Extract the lines that carry the string "this" from the listing.

MATERIAL PROVIDED: Begin

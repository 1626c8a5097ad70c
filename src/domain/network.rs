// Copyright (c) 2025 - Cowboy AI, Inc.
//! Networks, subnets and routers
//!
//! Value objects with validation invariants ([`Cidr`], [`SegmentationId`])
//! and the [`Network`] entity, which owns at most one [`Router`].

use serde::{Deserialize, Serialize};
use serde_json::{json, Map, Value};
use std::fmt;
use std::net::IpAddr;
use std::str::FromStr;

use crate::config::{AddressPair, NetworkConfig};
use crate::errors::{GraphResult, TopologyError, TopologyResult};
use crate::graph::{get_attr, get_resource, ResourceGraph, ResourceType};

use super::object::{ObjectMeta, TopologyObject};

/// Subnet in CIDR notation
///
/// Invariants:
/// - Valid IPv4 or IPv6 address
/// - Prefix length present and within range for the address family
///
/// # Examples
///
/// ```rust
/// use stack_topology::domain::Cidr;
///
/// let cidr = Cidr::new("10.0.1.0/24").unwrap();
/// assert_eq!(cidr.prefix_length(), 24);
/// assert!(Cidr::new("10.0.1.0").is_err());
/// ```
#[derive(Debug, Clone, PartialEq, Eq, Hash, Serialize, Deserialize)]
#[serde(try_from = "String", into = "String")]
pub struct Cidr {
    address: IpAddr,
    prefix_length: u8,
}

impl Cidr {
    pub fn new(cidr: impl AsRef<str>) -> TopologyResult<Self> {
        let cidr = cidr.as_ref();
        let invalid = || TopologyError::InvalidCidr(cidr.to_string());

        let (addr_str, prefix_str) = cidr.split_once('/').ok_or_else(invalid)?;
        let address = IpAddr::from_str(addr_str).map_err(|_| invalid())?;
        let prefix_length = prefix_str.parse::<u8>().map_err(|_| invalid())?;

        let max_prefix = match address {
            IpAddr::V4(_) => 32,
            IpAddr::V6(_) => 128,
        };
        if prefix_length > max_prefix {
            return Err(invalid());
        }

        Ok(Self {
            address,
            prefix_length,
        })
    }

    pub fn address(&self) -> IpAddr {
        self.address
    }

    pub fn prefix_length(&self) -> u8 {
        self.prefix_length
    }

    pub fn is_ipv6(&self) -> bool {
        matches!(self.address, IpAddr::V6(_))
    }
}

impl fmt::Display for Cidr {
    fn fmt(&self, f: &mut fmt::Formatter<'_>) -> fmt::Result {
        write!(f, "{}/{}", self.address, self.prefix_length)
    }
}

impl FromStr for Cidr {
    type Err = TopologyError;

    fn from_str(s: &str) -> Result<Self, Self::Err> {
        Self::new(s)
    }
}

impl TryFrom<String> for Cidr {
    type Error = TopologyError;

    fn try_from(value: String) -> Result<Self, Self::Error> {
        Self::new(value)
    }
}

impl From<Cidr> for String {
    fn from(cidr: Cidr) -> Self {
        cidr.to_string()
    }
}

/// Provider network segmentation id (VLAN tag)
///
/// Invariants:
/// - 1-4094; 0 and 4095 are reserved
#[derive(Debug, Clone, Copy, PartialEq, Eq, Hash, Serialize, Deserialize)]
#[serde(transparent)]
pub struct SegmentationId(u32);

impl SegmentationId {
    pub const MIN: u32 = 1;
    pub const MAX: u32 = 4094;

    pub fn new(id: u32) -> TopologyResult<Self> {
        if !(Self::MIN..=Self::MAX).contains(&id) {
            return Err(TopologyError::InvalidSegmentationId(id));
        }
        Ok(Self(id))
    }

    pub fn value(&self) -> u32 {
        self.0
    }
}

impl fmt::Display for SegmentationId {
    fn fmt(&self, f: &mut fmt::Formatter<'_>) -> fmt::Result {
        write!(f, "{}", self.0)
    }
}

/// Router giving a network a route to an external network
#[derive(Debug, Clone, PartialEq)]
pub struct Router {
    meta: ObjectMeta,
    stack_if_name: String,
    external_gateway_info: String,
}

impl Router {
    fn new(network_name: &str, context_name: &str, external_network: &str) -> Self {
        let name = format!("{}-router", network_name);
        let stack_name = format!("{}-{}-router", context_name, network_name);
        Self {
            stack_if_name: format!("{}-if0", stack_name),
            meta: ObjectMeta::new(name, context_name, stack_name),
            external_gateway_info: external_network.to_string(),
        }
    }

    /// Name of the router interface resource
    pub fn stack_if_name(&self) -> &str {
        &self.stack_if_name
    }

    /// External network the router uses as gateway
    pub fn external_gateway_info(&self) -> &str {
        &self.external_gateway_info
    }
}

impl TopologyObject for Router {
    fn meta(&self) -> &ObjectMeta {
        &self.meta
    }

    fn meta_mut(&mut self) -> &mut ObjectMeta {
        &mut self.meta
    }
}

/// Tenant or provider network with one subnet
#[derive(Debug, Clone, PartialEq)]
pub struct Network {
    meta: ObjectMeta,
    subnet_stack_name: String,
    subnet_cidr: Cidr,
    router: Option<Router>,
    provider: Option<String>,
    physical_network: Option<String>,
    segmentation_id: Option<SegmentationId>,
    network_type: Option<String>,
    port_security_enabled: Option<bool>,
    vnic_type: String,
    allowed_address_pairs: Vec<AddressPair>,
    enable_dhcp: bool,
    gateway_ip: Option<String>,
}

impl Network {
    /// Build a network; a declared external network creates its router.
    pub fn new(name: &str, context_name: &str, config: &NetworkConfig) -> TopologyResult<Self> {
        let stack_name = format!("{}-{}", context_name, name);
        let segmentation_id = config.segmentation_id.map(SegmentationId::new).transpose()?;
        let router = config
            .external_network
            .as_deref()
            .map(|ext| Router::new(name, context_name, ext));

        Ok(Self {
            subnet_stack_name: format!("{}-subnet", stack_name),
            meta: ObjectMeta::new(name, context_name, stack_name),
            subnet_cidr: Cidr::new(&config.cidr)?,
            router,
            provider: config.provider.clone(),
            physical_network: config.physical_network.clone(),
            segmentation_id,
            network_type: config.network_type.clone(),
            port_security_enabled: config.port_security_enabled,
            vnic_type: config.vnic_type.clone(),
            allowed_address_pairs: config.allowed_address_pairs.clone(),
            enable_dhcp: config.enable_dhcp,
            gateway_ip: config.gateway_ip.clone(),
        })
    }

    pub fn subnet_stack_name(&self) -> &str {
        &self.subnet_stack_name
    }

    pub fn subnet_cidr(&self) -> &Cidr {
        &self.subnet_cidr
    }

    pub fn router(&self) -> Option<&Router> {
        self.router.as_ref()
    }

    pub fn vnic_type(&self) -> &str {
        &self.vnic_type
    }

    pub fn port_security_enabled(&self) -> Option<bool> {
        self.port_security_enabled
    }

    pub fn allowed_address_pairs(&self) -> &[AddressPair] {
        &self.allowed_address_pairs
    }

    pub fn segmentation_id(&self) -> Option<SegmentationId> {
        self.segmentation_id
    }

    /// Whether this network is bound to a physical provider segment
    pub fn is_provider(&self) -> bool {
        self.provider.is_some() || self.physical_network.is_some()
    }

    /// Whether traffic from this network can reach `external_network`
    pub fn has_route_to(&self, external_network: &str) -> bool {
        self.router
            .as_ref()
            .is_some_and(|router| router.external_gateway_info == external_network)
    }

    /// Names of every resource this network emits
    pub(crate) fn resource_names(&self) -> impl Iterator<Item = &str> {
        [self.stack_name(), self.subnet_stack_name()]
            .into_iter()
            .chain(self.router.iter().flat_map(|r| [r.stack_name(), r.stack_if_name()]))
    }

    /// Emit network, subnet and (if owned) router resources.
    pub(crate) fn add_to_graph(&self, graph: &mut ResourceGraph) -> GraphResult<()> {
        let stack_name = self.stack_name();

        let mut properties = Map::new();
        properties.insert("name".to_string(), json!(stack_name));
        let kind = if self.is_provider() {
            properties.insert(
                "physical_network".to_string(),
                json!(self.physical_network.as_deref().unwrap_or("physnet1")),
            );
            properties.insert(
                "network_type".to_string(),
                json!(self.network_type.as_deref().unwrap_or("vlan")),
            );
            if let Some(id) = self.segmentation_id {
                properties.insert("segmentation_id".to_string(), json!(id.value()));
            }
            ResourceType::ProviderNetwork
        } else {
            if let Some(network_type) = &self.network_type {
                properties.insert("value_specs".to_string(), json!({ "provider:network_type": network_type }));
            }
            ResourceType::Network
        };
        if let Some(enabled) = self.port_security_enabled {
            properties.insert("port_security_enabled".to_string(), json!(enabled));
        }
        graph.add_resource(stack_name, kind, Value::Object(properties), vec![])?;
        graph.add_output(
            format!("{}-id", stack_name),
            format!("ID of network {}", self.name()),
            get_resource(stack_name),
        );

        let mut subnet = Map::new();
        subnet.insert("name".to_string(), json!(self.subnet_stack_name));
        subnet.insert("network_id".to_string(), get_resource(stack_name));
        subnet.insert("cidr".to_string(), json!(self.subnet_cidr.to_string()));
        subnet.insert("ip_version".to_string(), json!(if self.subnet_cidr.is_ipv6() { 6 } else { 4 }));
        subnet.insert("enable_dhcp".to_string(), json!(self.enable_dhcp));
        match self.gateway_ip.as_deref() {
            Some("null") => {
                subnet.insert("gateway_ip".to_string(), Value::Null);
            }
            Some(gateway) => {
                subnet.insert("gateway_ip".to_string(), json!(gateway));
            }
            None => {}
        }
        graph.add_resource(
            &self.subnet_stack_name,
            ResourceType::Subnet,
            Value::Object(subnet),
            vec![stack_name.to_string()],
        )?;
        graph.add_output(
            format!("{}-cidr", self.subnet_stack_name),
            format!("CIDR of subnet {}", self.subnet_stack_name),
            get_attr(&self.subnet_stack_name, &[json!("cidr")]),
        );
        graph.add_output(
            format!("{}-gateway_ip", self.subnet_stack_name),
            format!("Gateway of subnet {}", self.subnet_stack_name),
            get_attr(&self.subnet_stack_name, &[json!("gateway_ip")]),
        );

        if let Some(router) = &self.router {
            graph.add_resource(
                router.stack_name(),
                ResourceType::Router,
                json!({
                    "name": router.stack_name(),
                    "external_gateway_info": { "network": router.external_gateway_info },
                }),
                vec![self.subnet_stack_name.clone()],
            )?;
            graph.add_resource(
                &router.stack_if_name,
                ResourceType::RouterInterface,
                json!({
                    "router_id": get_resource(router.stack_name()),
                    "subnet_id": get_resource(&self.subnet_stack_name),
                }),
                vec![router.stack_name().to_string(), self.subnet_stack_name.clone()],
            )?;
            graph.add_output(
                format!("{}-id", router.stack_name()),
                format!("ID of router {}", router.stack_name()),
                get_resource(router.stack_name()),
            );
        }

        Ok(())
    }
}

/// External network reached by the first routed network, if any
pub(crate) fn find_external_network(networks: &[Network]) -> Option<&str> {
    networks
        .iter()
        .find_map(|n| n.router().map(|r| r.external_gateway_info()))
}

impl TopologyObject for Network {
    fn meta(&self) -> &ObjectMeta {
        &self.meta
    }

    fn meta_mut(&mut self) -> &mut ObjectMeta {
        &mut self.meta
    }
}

MATERIAL PROVIDED: End

WRITTEN RESPONSE –
    /// Whether this network is bound to a physical provider segment
    /// Whether traffic from this network can reach `external_network`
    /// Names of every resource this network emits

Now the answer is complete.